- **Task requirements**
Every line from the one with "fn is_subdomain(candidate: &str, host: &str)" to the one with "if let Some(query)", including those two, is to be copied exactly; all other lines of the entries below are left out.

- **Saved data entries**
--

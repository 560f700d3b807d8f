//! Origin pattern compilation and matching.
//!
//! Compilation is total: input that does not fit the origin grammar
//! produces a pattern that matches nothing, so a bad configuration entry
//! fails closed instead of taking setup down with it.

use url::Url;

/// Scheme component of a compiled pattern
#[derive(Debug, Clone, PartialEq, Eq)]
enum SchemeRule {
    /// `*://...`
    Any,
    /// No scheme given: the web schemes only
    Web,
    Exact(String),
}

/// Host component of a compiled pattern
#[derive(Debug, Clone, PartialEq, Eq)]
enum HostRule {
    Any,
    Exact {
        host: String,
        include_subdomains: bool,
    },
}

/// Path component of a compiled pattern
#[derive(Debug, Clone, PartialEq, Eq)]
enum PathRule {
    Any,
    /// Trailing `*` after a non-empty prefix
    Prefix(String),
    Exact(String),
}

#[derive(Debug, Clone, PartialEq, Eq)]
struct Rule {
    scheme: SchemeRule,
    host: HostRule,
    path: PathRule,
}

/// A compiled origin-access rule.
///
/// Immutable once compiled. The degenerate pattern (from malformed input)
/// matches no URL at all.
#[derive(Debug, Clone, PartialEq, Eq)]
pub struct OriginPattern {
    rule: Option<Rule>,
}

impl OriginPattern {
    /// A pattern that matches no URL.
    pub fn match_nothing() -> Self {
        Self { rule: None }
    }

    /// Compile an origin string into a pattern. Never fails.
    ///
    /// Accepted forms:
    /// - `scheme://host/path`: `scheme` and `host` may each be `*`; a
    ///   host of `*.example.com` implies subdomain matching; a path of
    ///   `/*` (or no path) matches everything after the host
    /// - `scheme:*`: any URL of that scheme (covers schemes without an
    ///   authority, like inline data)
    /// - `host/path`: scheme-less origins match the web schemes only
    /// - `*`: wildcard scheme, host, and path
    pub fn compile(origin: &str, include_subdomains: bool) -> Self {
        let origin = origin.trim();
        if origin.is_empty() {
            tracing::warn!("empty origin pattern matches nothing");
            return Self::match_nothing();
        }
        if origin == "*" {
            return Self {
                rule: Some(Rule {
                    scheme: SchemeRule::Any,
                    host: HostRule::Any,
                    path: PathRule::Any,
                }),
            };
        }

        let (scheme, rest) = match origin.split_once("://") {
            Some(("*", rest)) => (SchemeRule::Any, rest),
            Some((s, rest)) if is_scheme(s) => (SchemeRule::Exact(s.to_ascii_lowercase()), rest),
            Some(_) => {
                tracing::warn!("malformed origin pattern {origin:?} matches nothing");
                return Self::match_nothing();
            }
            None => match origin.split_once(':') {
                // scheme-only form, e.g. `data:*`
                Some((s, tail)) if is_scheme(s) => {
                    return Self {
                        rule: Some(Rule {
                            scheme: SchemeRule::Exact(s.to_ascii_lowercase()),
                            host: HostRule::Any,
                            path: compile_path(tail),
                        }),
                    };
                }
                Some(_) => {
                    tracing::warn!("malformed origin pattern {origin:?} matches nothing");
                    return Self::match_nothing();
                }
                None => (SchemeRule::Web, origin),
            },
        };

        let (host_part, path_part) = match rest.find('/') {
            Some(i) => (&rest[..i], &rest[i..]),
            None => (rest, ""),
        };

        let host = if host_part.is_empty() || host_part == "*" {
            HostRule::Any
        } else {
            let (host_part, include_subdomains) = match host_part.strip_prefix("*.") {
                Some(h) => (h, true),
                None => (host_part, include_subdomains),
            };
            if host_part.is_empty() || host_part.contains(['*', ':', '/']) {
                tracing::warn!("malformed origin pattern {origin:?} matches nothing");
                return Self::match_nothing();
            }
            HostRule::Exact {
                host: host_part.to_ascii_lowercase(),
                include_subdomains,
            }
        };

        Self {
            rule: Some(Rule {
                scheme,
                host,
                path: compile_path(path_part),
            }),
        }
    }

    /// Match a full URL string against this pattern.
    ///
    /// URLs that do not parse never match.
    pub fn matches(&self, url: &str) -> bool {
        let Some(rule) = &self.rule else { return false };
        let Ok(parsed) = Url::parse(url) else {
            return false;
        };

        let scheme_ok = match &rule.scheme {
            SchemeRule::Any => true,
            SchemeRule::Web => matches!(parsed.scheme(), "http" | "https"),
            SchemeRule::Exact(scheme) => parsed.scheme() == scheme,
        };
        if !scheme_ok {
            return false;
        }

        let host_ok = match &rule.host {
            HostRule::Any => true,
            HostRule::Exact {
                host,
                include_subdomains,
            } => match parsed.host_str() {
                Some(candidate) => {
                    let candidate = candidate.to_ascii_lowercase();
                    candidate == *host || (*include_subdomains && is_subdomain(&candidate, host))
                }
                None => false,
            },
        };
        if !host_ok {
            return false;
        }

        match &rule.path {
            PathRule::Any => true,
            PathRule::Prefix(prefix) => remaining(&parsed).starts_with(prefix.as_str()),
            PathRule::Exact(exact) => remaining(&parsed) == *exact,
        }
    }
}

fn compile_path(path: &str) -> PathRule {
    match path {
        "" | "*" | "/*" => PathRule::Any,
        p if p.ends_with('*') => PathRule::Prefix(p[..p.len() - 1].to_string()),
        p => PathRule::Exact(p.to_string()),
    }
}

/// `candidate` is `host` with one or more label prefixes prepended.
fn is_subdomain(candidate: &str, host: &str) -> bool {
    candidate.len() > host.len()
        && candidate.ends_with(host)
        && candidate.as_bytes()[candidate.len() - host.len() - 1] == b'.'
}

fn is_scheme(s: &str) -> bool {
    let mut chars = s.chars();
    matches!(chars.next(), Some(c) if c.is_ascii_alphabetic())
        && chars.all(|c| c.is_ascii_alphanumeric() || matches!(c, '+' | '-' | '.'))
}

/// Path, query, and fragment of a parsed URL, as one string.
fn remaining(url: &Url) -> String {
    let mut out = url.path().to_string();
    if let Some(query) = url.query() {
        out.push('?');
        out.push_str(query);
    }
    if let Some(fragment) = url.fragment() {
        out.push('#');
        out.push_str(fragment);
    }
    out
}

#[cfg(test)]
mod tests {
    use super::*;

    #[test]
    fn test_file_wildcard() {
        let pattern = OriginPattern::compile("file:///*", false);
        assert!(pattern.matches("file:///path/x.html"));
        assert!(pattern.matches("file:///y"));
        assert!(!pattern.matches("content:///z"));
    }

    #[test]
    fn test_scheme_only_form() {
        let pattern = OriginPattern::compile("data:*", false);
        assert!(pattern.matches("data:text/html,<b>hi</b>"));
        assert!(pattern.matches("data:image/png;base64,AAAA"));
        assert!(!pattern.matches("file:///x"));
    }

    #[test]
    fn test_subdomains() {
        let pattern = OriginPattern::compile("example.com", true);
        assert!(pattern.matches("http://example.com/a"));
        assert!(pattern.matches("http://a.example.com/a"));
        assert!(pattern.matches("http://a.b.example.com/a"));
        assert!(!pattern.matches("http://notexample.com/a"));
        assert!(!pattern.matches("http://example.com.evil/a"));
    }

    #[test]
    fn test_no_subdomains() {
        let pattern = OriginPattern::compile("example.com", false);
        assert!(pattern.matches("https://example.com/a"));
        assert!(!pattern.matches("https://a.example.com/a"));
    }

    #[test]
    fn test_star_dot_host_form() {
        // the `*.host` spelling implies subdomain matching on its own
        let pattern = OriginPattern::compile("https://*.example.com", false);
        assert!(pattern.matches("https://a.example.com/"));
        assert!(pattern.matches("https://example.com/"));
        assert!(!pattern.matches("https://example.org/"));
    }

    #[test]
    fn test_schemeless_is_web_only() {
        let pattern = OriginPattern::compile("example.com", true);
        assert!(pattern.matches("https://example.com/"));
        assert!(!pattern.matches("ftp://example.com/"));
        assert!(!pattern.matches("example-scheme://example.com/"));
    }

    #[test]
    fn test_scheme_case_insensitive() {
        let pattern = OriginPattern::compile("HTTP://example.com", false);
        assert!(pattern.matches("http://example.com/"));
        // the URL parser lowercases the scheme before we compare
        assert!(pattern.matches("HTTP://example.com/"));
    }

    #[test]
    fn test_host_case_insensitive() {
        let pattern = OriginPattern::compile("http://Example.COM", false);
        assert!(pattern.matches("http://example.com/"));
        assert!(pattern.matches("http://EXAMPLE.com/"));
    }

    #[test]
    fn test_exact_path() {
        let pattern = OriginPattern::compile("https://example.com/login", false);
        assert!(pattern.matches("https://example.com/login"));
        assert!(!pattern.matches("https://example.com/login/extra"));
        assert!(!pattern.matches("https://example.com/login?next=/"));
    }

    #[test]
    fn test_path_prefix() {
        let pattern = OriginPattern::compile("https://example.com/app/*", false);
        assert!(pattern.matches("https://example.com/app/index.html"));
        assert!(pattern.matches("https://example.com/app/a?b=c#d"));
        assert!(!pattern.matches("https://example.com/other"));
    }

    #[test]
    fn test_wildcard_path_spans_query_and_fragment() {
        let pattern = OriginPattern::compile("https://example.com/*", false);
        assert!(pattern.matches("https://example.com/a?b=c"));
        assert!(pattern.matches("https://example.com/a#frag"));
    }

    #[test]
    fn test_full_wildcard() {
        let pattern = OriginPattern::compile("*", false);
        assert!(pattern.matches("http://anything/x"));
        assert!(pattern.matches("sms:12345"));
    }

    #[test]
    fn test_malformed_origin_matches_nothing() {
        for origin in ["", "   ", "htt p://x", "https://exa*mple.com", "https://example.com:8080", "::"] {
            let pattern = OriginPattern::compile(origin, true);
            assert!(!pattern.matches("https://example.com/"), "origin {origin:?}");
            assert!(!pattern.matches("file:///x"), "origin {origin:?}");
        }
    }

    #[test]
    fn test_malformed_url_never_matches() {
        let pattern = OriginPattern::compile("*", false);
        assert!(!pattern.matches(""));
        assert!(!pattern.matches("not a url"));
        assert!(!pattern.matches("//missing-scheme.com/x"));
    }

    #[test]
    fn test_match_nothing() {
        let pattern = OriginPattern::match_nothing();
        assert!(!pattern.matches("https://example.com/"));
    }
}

--

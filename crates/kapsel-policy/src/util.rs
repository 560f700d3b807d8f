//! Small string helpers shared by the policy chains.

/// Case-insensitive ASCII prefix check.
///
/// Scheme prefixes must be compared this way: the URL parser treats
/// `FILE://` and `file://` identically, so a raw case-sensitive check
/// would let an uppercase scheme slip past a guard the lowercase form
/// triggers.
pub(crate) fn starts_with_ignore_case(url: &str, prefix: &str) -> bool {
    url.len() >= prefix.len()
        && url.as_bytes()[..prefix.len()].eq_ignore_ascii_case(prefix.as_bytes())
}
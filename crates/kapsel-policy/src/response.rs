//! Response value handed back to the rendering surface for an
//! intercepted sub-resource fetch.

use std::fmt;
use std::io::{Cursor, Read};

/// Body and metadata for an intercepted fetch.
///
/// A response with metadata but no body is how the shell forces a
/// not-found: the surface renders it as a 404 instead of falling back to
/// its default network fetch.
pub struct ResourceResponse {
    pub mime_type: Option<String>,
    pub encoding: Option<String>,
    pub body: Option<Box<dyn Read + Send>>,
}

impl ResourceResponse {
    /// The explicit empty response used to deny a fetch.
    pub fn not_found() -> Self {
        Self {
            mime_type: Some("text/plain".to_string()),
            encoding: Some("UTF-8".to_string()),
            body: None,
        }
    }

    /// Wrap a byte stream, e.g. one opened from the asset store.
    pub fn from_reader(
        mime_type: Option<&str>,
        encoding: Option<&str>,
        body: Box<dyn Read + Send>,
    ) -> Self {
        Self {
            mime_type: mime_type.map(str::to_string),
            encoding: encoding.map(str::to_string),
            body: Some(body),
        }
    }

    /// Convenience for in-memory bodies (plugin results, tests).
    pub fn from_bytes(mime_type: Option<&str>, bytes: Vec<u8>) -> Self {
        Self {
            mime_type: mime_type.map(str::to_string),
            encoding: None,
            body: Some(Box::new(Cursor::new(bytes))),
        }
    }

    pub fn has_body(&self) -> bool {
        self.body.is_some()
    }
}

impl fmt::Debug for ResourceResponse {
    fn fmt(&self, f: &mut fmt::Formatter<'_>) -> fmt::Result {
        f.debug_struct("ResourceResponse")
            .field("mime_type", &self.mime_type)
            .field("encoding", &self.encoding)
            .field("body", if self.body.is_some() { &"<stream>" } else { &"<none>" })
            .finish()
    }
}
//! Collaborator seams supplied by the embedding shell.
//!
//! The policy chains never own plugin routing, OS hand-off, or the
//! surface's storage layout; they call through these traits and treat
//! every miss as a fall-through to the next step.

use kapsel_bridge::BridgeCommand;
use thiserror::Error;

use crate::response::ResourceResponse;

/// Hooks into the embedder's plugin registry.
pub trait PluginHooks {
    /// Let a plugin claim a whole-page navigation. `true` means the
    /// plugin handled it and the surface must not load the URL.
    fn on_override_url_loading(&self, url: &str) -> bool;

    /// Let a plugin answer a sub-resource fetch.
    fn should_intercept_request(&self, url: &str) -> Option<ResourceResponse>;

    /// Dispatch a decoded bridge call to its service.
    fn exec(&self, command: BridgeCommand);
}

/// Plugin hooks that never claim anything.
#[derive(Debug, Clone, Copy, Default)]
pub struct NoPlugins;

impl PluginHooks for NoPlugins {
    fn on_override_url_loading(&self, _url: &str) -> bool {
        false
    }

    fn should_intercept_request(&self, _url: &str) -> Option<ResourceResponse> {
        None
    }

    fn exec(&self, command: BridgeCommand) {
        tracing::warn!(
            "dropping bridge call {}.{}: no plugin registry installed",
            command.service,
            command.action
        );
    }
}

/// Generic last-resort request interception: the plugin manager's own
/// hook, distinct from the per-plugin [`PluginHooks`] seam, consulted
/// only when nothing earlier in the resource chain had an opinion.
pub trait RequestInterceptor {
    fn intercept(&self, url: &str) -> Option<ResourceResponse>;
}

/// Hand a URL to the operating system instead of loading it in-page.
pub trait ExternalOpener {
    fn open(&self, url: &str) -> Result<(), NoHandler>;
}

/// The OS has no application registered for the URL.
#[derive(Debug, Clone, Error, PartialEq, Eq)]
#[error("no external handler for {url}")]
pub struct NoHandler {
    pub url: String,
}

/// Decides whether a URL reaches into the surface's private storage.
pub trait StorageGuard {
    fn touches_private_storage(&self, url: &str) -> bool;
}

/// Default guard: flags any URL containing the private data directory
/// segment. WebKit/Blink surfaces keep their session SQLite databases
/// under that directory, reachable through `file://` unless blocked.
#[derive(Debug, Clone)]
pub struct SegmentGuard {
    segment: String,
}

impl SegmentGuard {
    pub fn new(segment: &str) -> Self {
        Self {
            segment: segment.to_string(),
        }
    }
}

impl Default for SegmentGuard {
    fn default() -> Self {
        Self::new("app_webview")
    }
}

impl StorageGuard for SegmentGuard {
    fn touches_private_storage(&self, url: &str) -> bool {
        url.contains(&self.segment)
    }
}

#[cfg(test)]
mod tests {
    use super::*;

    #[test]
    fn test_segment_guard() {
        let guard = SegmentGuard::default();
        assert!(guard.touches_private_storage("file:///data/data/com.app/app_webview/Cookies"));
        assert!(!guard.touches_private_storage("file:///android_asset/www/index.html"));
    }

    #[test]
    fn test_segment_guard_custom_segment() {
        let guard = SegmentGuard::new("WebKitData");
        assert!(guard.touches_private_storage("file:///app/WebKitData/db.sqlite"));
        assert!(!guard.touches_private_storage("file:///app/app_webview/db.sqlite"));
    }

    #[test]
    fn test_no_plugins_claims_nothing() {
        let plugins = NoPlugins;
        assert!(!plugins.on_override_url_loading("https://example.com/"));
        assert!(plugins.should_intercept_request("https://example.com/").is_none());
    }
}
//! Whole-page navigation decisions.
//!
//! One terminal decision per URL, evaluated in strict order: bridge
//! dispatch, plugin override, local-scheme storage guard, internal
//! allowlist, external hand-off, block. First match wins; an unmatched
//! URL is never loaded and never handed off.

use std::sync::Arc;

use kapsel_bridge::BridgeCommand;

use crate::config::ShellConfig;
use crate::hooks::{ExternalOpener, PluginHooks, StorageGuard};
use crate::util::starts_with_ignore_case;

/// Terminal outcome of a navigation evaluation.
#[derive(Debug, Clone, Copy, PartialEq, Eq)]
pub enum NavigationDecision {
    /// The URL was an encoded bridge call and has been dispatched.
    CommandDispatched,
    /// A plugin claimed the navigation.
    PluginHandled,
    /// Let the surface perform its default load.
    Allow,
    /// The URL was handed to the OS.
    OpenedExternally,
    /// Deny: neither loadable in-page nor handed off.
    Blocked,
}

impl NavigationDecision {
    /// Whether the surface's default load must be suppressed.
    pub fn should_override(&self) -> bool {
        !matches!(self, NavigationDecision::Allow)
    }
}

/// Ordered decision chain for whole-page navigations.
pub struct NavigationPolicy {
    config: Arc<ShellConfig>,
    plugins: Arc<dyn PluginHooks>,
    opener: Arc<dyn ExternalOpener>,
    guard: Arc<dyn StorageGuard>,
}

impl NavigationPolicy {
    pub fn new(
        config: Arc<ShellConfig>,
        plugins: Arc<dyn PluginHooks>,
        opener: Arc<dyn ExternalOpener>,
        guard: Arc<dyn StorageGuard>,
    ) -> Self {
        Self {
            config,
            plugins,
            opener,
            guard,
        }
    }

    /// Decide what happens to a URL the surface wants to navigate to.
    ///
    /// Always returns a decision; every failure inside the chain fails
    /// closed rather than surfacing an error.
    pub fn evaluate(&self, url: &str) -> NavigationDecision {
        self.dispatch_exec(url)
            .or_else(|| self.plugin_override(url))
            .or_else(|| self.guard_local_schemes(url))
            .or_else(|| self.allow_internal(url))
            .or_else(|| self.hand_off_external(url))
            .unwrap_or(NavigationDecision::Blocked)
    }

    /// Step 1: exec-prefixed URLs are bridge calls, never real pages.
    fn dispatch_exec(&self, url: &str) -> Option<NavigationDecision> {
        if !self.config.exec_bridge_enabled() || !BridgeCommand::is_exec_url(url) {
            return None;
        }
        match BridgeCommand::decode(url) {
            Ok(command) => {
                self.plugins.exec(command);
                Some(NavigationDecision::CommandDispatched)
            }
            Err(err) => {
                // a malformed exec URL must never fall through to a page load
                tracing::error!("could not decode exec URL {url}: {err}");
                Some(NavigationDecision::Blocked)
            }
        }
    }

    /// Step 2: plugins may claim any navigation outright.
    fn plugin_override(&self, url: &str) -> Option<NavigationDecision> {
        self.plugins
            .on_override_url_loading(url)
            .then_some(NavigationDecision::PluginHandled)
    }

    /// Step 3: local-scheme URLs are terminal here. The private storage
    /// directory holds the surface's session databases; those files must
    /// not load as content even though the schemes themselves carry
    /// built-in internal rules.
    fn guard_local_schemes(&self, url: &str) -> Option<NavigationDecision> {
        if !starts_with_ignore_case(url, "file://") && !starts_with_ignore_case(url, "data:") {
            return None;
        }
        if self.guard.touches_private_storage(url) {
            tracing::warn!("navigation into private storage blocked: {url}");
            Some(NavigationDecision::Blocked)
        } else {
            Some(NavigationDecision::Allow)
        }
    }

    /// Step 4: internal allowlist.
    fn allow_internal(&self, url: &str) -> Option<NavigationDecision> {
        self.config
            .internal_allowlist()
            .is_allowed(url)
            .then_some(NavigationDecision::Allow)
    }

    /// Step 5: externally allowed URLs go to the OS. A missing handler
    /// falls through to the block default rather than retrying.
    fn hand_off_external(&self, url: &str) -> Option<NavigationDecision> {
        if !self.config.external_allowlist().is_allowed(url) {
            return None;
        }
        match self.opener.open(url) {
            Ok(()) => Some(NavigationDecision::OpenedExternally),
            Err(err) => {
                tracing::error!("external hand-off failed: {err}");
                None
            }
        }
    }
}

--

- **Exercise result**
fn is_subdomain(candidate: &str, host: &str) -> bool {
    candidate.len() > host.len()
        && candidate.ends_with(host)
        && candidate.as_bytes()[candidate.len() - host.len() - 1] == b'.'
}

fn is_scheme(s: &str) -> bool {
    let mut chars = s.chars();
    matches!(chars.next(), Some(c) if c.is_ascii_alphabetic())
        && chars.all(|c| c.is_ascii_alphanumeric() || matches!(c, '+' | '-' | '.'))
}

/// Path, query, and fragment of a parsed URL, as one string.
fn remaining(url: &Url) -> String {
    let mut out = url.path().to_string();
    if let Some(query) = url.query() {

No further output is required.